Menteri Komunikasi dan Informatika atau Menkominfo, Johnny G. Plate, menyatakan disahkannya RUU PDP menandai era baru dalam tata kelola data pribadi masyarakat, khususnya di ranah digital.

Menurut Johnny, UU PDP menjadi determinasi Indonesia untuk memperkuat data pribadi. Aturan yang terdiri dari 16 bab dan 76 pasal ini, kata dia, merupakan langkah awal untuk menegakkan dan mengawasi seluruh elemen yang bergerak di bidang pemrosesan data pribadi.

Indonesia telah menantikan UU PDP ini selama enam tahun lamanya. Dalam proses perancangan dan pembahasannya, UU PDP terbilang panjang dan penuh dengan lika-liku.

Tak heran bila, Menteri Komunikasi dan Informatika (Menkominfo) Johnny G. Plate yang turut hadir di rapat paripurna, menyebutkan bahwa pengesahan UU PDP ini menjadi momentum bersejarah bagi Indonesia.

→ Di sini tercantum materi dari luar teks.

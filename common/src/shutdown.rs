use owo_colors::OwoColorize;

/// Resolves when the process receives SIGINT or SIGTERM. Used as the
/// graceful-shutdown future for every listener and worker drain.
pub async fn shutdown_signal() {
    #[cfg(unix)]
    {
        use tokio::signal::unix::{SignalKind, signal};

        let mut sigint = signal(SignalKind::interrupt()).expect("install SIGINT handler");
        let mut sigterm = signal(SignalKind::terminate()).expect("install SIGTERM handler");

        tokio::select! {
            _ = sigint.recv() => eprintln!("{}", "received SIGINT, shutting down".red()),
            _ = sigterm.recv() => eprintln!("{}", "received SIGTERM, shutting down".red()),
        }
    }

    #[cfg(not(unix))]
    {
        tokio::signal::ctrl_c()
            .await
            .expect("install Ctrl+C handler");
    }
}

"Indonesia juga menjadi negara kelima di ASEAN yang memiliki payung hukum perlindungan data pribadi yang komprehensif," kata Johnny.

Senada dengan Johnny, sebelumnya, Ketua DPR RI Puan Maharani menyebut pengesahan UU PDP ini menjadi tonggak sejarah bagi Indonesia dalam perlindungan data pribadi warga negara Indonesia dari segala bentuk kejahatan di era digital.

Rancangan Undang-Undang Perlindungan Data Pribadi atau RUU PDP telah disahkan oleh Dewan Perwakilan Rakyat Republik Indonesia (DPR RI) dalam Rapat Paripurna, pada Selasa (20/9/20122).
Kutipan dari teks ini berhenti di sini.